Exploring Search Capabilities With Atlas Search
Aasawari Sahasrabuddhe9 min read • Published Jul 30, 2024 • Updated Aug 20, 2024
FULL APPLICATION
Rate this tutorial
Welcome to the second part of our series on leveraging MongoDB Atlas Search with Spring Boot. In Part 1, we learned how to create Atlas Search indexes using various methods: the MongoDB CLI, the Atlas UI, and programmatically within a Spring Boot application. We explored the fundamental steps required to set up these indexes, providing a solid foundation for implementing powerful search capabilities.
In this part, we will build upon that foundation by diving deeper into the practical application of these indexes. This article will focus on crafting and executing search queries using Spring Boot, illustrating how to harness the full potential of Atlas Search in your applications.
We will also explain key concepts and terminologies associated with Atlas Search, ensuring you have a comprehensive understanding of how it operates.
Whether you are a seasoned developer or new to MongoDB and Spring Boot, this series aims to equip you with the knowledge and tools needed to implement efficient and effective search functionality in your applications.
- Java Version 22
- Sample data loaded in your atlas cluster
Before we get into writing search queries using the indexes we've created, we highly recommend familiarizing yourself with the foundational concepts of MongoDB Atlas Search. A great resource for this is Part 1 of the series "Getting Started With MongoDB Atlas Search and Java.".

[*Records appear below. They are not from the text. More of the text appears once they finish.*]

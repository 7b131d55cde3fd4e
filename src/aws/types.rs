//! Row records for the AWS inventory sheets.

use chrono::{Datelike, NaiveDate};

use crate::checks;
use crate::error::InventoryError;
use crate::report::{Cell, NA, ToRow};

#[derive(Debug, Clone, Default)]
pub struct Ec2Instance {
    pub instance_id: String,
    pub instance_type: Option<String>,
    pub state: Option<String>,
    pub public_ip: Option<String>,
    pub private_ip: Option<String>,
    pub launch_time: Option<String>,
    pub tags: Option<String>,
}

impl ToRow for Ec2Instance {
    const HEADERS: &'static [&'static str] = &[
        "Instance ID",
        "Type",
        "State",
        "Public IP",
        "Private IP",
        "Launch Time",
        "Tags",
    ];

    fn to_row(&self) -> Vec<Cell> {
        vec![
            Cell::from(&self.instance_id),
            Cell::opt(self.instance_type.clone()),
            Cell::opt(self.state.clone()),
            Cell::opt(self.public_ip.clone()),
            Cell::opt(self.private_ip.clone()),
            Cell::opt(self.launch_time.clone()),
            Cell::opt(self.tags.clone()),
        ]
    }
}

#[derive(Debug, Clone, Default)]
pub struct Vpc {
    pub vpc_id: String,
    pub cidr_block: Option<String>,
    pub is_default: Option<bool>,
}

impl ToRow for Vpc {
    const HEADERS: &'static [&'static str] = &["VPC ID", "CIDR Block", "Is Default"];

    fn to_row(&self) -> Vec<Cell> {
        vec![
            Cell::from(&self.vpc_id),
            Cell::opt(self.cidr_block.clone()),
            self.is_default.map(Cell::Bool).unwrap_or_else(|| Cell::from(NA)),
        ]
    }
}

#[derive(Debug, Clone, Default)]
pub struct EbsVolume {
    pub volume_id: String,
    pub size_gb: Option<i32>,
    pub state: Option<String>,
    pub volume_type: Option<String>,
    pub availability_zone: Option<String>,
    pub create_time: Option<String>,
}

impl ToRow for EbsVolume {
    const HEADERS: &'static [&'static str] = &[
        "Volume ID",
        "Size (GB)",
        "State",
        "Type",
        "Availability Zone",
        "Created Time",
        "Remarks",
    ];

    fn to_row(&self) -> Vec<Cell> {
        vec![
            Cell::from(&self.volume_id),
            Cell::opt_int(self.size_gb),
            Cell::opt(self.state.clone()),
            Cell::opt(self.volume_type.clone()),
            Cell::opt(self.availability_zone.clone()),
            Cell::opt(self.create_time.clone()),
            Cell::from(checks::ebs_volume_remark(self.state.as_deref())),
        ]
    }
}

#[derive(Debug, Clone, Default)]
pub struct S3Bucket {
    pub name: String,
    pub creation_date: Option<String>,
}

impl ToRow for S3Bucket {
    const HEADERS: &'static [&'static str] = &["Bucket Name", "Creation Date"];

    fn to_row(&self) -> Vec<Cell> {
        vec![Cell::from(&self.name), Cell::opt(self.creation_date.clone())]
    }
}

#[derive(Debug, Clone, Default)]
pub struct RdsInstance {
    pub identifier: String,
    pub class: Option<String>,
    pub engine: Option<String>,
    pub status: Option<String>,
    pub endpoint: Option<String>,
    pub publicly_accessible: Option<bool>,
}

impl ToRow for RdsInstance {
    const HEADERS: &'static [&'static str] = &[
        "DB Identifier",
        "DB Class",
        "Engine",
        "Status",
        "Endpoint",
        "Remarks",
    ];

    fn to_row(&self) -> Vec<Cell> {
        vec![
            Cell::from(&self.identifier),
            Cell::opt(self.class.clone()),
            Cell::opt(self.engine.clone()),
            Cell::opt(self.status.clone()),
            Cell::opt(self.endpoint.clone()),
            Cell::from(checks::rds_access_remark(self.publicly_accessible)),
        ]
    }
}

#[derive(Debug, Clone, Default)]
pub struct IamUser {
    pub user_name: String,
    pub arn: String,
    pub create_date: Option<String>,
}

impl ToRow for IamUser {
    const HEADERS: &'static [&'static str] = &["User Name", "User ARN", "Creation Date"];

    fn to_row(&self) -> Vec<Cell> {
        vec![
            Cell::from(&self.user_name),
            Cell::from(&self.arn),
            Cell::opt(self.create_date.clone()),
        ]
    }
}

#[derive(Debug, Clone, Default)]
pub struct IamRole {
    pub role_name: String,
    pub arn: String,
    pub create_date: Option<String>,
}

impl ToRow for IamRole {
    const HEADERS: &'static [&'static str] = &["Role Name", "Role ARN", "Creation Date"];

    fn to_row(&self) -> Vec<Cell> {
        vec![
            Cell::from(&self.role_name),
            Cell::from(&self.arn),
            Cell::opt(self.create_date.clone()),
        ]
    }
}

#[derive(Debug, Clone, Default)]
pub struct LambdaFunction {
    pub name: String,
    pub runtime: Option<String>,
    pub handler: Option<String>,
    pub memory_size: Option<i32>,
    pub timeout: Option<i32>,
}

impl ToRow for LambdaFunction {
    const HEADERS: &'static [&'static str] = &[
        "Function Name",
        "Runtime",
        "Handler",
        "Memory Size",
        "Timeout",
    ];

    fn to_row(&self) -> Vec<Cell> {
        vec![
            Cell::from(&self.name),
            Cell::opt(self.runtime.clone()),
            Cell::opt(self.handler.clone()),
            Cell::opt_int(self.memory_size),
            Cell::opt_int(self.timeout),
        ]
    }
}

#[derive(Debug, Clone, Default)]
pub struct HostedZone {
    pub id: String,
    pub name: String,
    pub record_count: Option<i64>,
}

impl ToRow for HostedZone {
    const HEADERS: &'static [&'static str] = &["Zone ID", "Domain Name", "Record Count"];

    fn to_row(&self) -> Vec<Cell> {
        vec![
            Cell::from(&self.id),
            Cell::from(&self.name),
            Cell::opt_int(self.record_count),
        ]
    }
}

#[derive(Debug, Clone, Default)]
pub struct Distribution {
    pub id: String,
    pub domain_name: String,
    pub status: String,
}

impl ToRow for Distribution {
    const HEADERS: &'static [&'static str] = &["Distribution ID", "Domain Name", "Status"];

    fn to_row(&self) -> Vec<Cell> {
        vec![
            Cell::from(&self.id),
            Cell::from(&self.domain_name),
            Cell::from(&self.status),
        ]
    }
}

#[derive(Debug, Clone, Default)]
pub struct CostEntry {
    pub billing_month: String,
    pub amount: Option<String>,
    pub unit: Option<String>,
}

impl ToRow for CostEntry {
    const HEADERS: &'static [&'static str] = &["Billing Month", "Cost", "Currency"];

    fn to_row(&self) -> Vec<Cell> {
        let amount = match self.amount.as_deref().map(str::parse::<f64>) {
            Some(Ok(value)) => Cell::Float(value),
            _ => Cell::opt(self.amount.clone()),
        };
        vec![
            Cell::from(&self.billing_month),
            amount,
            Cell::opt(self.unit.clone()),
        ]
    }
}

/// Cost Explorer query window; `end` is exclusive.
#[derive(Debug, Clone, Copy, PartialEq, Eq)]
pub struct CostPeriod {
    pub start: NaiveDate,
    pub end: NaiveDate,
}

impl CostPeriod {
    /// Resolve the period, defaulting to the calendar month before `today`.
    pub fn resolve(
        start: Option<NaiveDate>,
        end: Option<NaiveDate>,
        today: NaiveDate,
    ) -> Result<Self, InventoryError> {
        let this_month = today.with_day(1).unwrap_or(today);
        let last_month = this_month
            .pred_opt()
            .and_then(|d| d.with_day(1))
            .unwrap_or(this_month);

        let period = Self {
            start: start.unwrap_or(last_month),
            end: end.unwrap_or(this_month),
        };

        if period.start >= period.end {
            return Err(InventoryError::InvalidCostPeriod {
                start: period.start,
                end: period.end,
            });
        }
        Ok(period)
    }

    pub fn start_str(&self) -> String {
        self.start.format("%Y-%m-%d").to_string()
    }

    pub fn end_str(&self) -> String {
        self.end.format("%Y-%m-%d").to_string()
    }
}

#[cfg(test)]
mod tests {
    use super::*;

    fn assert_width<T: ToRow>(record: &T) {
        assert_eq!(record.to_row().len(), T::HEADERS.len());
    }

    #[test]
    fn test_row_widths_match_headers() {
        assert_width(&Ec2Instance::default());
        assert_width(&Vpc::default());
        assert_width(&EbsVolume::default());
        assert_width(&S3Bucket::default());
        assert_width(&RdsInstance::default());
        assert_width(&IamUser::default());
        assert_width(&IamRole::default());
        assert_width(&LambdaFunction::default());
        assert_width(&HostedZone::default());
        assert_width(&Distribution::default());
        assert_width(&CostEntry::default());
    }

    #[test]
    fn test_missing_optional_fields_are_na() {
        let row = Ec2Instance {
            instance_id: "i-0abc".to_string(),
            ..Default::default()
        }
        .to_row();
        assert_eq!(row[0], Cell::from("i-0abc"));
        assert!(row[1..].iter().all(|c| c.to_string() == "N/A"));
    }

    #[test]
    fn test_ebs_remarks_follow_state() {
        let unattached = EbsVolume {
            volume_id: "vol-1".into(),
            state: Some("available".into()),
            ..Default::default()
        };
        let attached = EbsVolume {
            volume_id: "vol-2".into(),
            state: Some("in-use".into()),
            ..Default::default()
        };
        assert_eq!(unattached.to_row()[6], Cell::from("Unattached"));
        assert_eq!(attached.to_row()[6], Cell::from("In Use"));
    }

    #[test]
    fn test_rds_public_remark() {
        let db = RdsInstance {
            identifier: "orders".into(),
            publicly_accessible: Some(true),
            ..Default::default()
        };
        assert_eq!(db.to_row()[5], Cell::from("Publicly accessible (Risky)"));
    }

    #[test]
    fn test_cost_amount_parsed_as_number() {
        let entry = CostEntry {
            billing_month: "2024-02-01".into(),
            amount: Some("123.45".into()),
            unit: Some("USD".into()),
        };
        assert_eq!(entry.to_row()[1], Cell::Float(123.45));

        let odd = CostEntry {
            amount: Some("n/a".into()),
            ..entry
        };
        assert_eq!(odd.to_row()[1], Cell::from("n/a"));
    }

    #[test]
    fn test_cost_period_defaults_to_previous_month() {
        let today = NaiveDate::from_ymd_opt(2024, 3, 15).unwrap();
        let period = CostPeriod::resolve(None, None, today).unwrap();
        assert_eq!(period.start_str(), "2024-02-01");
        assert_eq!(period.end_str(), "2024-03-01");
    }

    #[test]
    fn test_cost_period_crosses_year_boundary() {
        let today = NaiveDate::from_ymd_opt(2025, 1, 1).unwrap();
        let period = CostPeriod::resolve(None, None, today).unwrap();
        assert_eq!(period.start_str(), "2024-12-01");
        assert_eq!(period.end_str(), "2025-01-01");
    }

    #[test]
    fn test_cost_period_rejects_inverted_range() {
        let today = NaiveDate::from_ymd_opt(2024, 3, 15).unwrap();
        let start = NaiveDate::from_ymd_opt(2024, 3, 1);
        let end = NaiveDate::from_ymd_opt(2024, 2, 1);
        let err = CostPeriod::resolve(start, end, today).unwrap_err();
        assert!(matches!(
            err,
            InventoryError::InvalidCostPeriod { start: s, end: e }
                if s == start.unwrap() && e == end.unwrap()
        ));

        let same = NaiveDate::from_ymd_opt(2024, 3, 1);
        assert!(matches!(
            CostPeriod::resolve(same, same, today),
            Err(InventoryError::InvalidCostPeriod { .. })
        ));
    }
}
//! CSV export.

use std::path::{Path, PathBuf};

use anyhow::{Context, Result};

use super::table::Table;

/// Write a table as CSV: header row, then one record per row.
pub fn save_csv(table: &Table, path: &Path) -> Result<PathBuf> {
    super::ensure_parent(path)?;
    let mut writer = csv::Writer::from_path(path)
        .with_context(|| format!("Failed to create CSV file {}", path.display()))?;
    write_table(&mut writer, table)?;
    writer.flush()?;
    Ok(path.to_path_buf())
}

fn write_table<W: std::io::Write>(writer: &mut csv::Writer<W>, table: &Table) -> Result<()> {
    writer.write_record(&table.headers)?;
    for row in table.rows() {
        writer.write_record(row.iter().map(|c| c.to_string()))?;
    }
    Ok(())
}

This tutorial will provide you with an understanding of the key principles behind Atlas Search and demonstrate how to create different types of indexes tailored to various use cases. By gaining this background knowledge, you'll be better equipped to effectively implement and leverage search functionalities in your Spring Boot applications.
In each of the sections below, we will cover the terminology and understand real-life examples where the indexes would be helpful.
The search queries mentioned will be used on the movies collection of the sample_mflix database
If you have an application where the schema changes frequently, setting up dynamic property to true will automatically create the indexes on the supported data type fields. For example, the testIndex01 has the dynamic mapping to true, which indexes all fields with supported data types.
The below function makes use of testIndex01 to query all the string index fields.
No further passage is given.